Mozart: Overture to The Abduction from the Seraglio
Wagner: Elsa’s Procession to the Cathedral and Prelude to Act III from Lohengrin
Sibelius:  Finlandia
*Gershwin: Promenade (Walking the Dog)
Ginastera: Four Dances from Estancia
Hailstork: Celebration
Williams: Throne Room and End Title from Star Wars for Orchestra
Barber: Adagio for Strings
Tchaikovsky: 1812 Overture

What’s Special About This Concert:

  • Looking for the perfect way to spend an evening? Join the Oregon Symphony as we launch our 2019/20 Season with a concert of favorite selections from the world of opera, film, and the concert hall, all performed on the Oregon Zoo’s outdoor stage.
  • Ticket prices include same-day admission to the Oregon Zoo. Families are encouraged to arrive early for preconcert activities with the Metropolitan Youth Symphony, including an instrument petting zoo and aperformance by their Jazz Ensemble.
  • The program features a range of musical styles, from Gershwin’s jazzy Promenade, featuring Principal Clarinet James Shields, to Barber’s poignant Adagio for Strings and selections from Ginastera’s ballet Estancia, which showcase the distinctive rhythms of his native Argentina.
  • Selections from John Williams’ Star Wars Suite are a timely musical reminder to buy tickets for I in Concert before they sell out.
  • As always, the summer concert concludes with Tchaikovsky’s rousing 1812 Overture.

More Background Info and Photos:

On the Oregon Symphony: orsymphony.org

Tickets start at $29 and include zoo admission the day of the concert

For tickets, visit zooconcerts.com.




When and Where: [Editors: Please note different start times] Sep. 13 and 14 at 7:30 pm, and Sep. 15 at 2 pm at the Arlene Schnitzer Concert Hall.

The Performers: The Oregon Symphony with Associate Conductor Norman Huynh

The Program: With the help of his new teacher, Yoda, Luke Skywalker grows stronger with the Force, and the Rebel Alliance continues to battle the evil Empire. John Williams’ Grammy- and Oscar-nominated score soars, as the Oregon Symphony performs live with the projected film.

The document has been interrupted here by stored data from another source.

//! The job registry: the single source of truth the service loop mutates.

use crate::job::Entry;
use drover_core::JobId;
use indexmap::IndexMap;
use std::collections::{HashMap, HashSet};

/// Insertion-ordered map of live jobs, plus the lazy-init flag for persistor
/// reload.
pub(crate) struct Registry {
    entries: IndexMap<JobId, Entry>,
    /// False until the persistor has been replayed (or on a fresh manager,
    /// until first access). Reset by `clear`.
    pub initialized: bool,
}

impl Registry {
    pub fn new() -> Self {
        Self { entries: IndexMap::new(), initialized: false }
    }

    pub fn contains(&self, id: &JobId) -> bool {
        self.entries.contains_key(id)
    }

    pub fn get(&self, id: &JobId) -> Option<&Entry> {
        self.entries.get(id)
    }

    pub fn get_mut(&mut self, id: &JobId) -> Option<&mut Entry> {
        self.entries.get_mut(id)
    }

    pub fn insert(&mut self, entry: Entry) {
        self.entries.insert(entry.record.id.clone(), entry);
    }

    pub fn remove(&mut self, id: &JobId) -> Option<Entry> {
        self.entries.shift_remove(id)
    }

    pub fn ids(&self) -> Vec<JobId> {
        self.entries.keys().cloned().collect()
    }

    pub fn iter(&self) -> impl Iterator<Item = (&JobId, &Entry)> {
        self.entries.iter()
    }

    pub fn drain(&mut self) -> Vec<Entry> {
        self.entries.drain(..).map(|(_, e)| e).collect()
    }

    pub fn len(&self) -> usize {
        self.entries.len()
    }

    /// Does the depends-on graph, as it stands, contain a cycle through
    /// `start`?
    ///
    /// Depth-first walk over outgoing edges from `start`; a cycle exists iff
    /// some reachable node depends directly on `start`.
    pub fn has_cycle_through(&self, start: &JobId) -> bool {
        let mut visited: HashSet<JobId> = HashSet::new();
        let mut stack: Vec<JobId> = vec![start.clone()];
        while let Some(id) = stack.pop() {
            let Some(entry) = self.entries.get(&id) else { continue };
            for (target, _) in entry.record.depends.iter() {
                if target == start {
                    return true;
                }
                if visited.insert(target.clone()) {
                    stack.push(target.clone());
                }
            }
        }
        false
    }

    /// Ids of jobs that may be evicted: terminal, and no registered
    /// non-removable job depends on them. Handlers may override their own
    /// verdict once terminal.
    ///
    /// Removability is judged against the in-memory registry only; a
    /// dependent existing solely in the persistor does not pin its depended
    /// job.
    pub fn removable_ids(&self) -> Vec<JobId> {
        let mut memo: HashMap<JobId, bool> = HashMap::new();
        let ids = self.ids();
        ids.into_iter().filter(|id| self.is_removable(id, &mut memo)).collect()
    }

    fn is_removable(&self, id: &JobId, memo: &mut HashMap<JobId, bool>) -> bool {
        if let Some(&answer) = memo.get(id) {
            return answer;
        }
        // Break dependent-chain walks defensively; the depends graph is
        // acyclic, so revisits only happen on diamonds.
        memo.insert(id.clone(), false);

        let Some(entry) = self.get(id) else {
            memo.insert(id.clone(), true);
            return true;
        };
        let answer = if !entry.state().is_terminal() {
            false
        } else if let Some(overridden) = entry.handler.is_removable() {
            overridden
        } else {
            self.dependent_ids(id).iter().all(|dep| self.is_removable(dep, memo))
        };
        memo.insert(id.clone(), answer);
        answer
    }

    /// Jobs holding an outgoing edge to `id`.
    pub fn dependent_ids(&self, id: &JobId) -> Vec<JobId> {
        self.entries
            .iter()
            .filter(|(jid, entry)| *jid != id && entry.record.depends.contains(id))
            .map(|(jid, _)| jid.clone())
            .collect()
    }

    /// Snapshots sorted ascending by policy start time.
    pub fn sorted_snapshots(&self) -> Vec<crate::job::JobSnapshot> {
        let mut snapshots: Vec<_> = self.entries.values().map(|e| e.snapshot()).collect();
        snapshots.sort_by_key(|s| s.record.time_job_started_ms);
        snapshots
    }
}

#[cfg(test)]
#[path = "registry_tests.rs"]
mod tests;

What’s Special About This Concert:

  • Although it received mixed reviews upon its initial 1980 release, today Star Wars: The Empire Strikes Back is the most critically acclaimed of all the Star Wars films, and is listed in several forums as one of the greatest movies of all time.
  • In 2010, the Library of Congress chose Empire for preservation in the United States’ National Film Registry for being “culturally, historically, and aesthetically significant.”
  • Like its predecessor, Empire garnered a number of nominations and won several awards for sound, special effects, and an Academy Award for Best Visual Effects.
  • “It’s generally agreed that The Empire Strikes Back is the best film of George Lucas’ initial trilogy (despite a latter-day shift toward the original’s storytelling purity). Not a sequel as such, but the next part of a continuing story, Empire marks enormous progression both in terms of the mythos of the series and in the filmmaking quality itself.” – Ian Nathan, Empire Magazine; “Dark, sinister, but ultimately even more involving than A New HopeThe Empire Strikes Back defies viewer expectations and takes the series to heightened emotional levels.” – Rotten Tomatoes
  • Critic Roger Ebert found Empire compelling and the “most thought-provoking” film of the original trilogy.

More Background Info and Photos:

On the Oregon Symphony: orsymphony.org

On Star Wars: The Empire Strikes Back: en.wikipedia.org/wiki/The_Empire_Strikes_Back

Tickets start at $35 with best availability at the Friday, September 13 performance




When and Where: Sep. 21 at 7:30 pm at the Arlene Schnitzer Concert Hall

The Performers: The Oregon Symphony, with Associate Conductor Norman Huynh; Guster (Adam Gardner, lead vocals, guitar, bass guitar, keyboard, banjo, trumpet; Ryan Miller, lead vocals, backing vocals, guitar, bass guitar, piano, harmonica, ukulele; Brian Rosenworcel, drums, percussion; Luke Reynolds, backing vocals, guitar, bass guitar, banjo, lap steel guitar)  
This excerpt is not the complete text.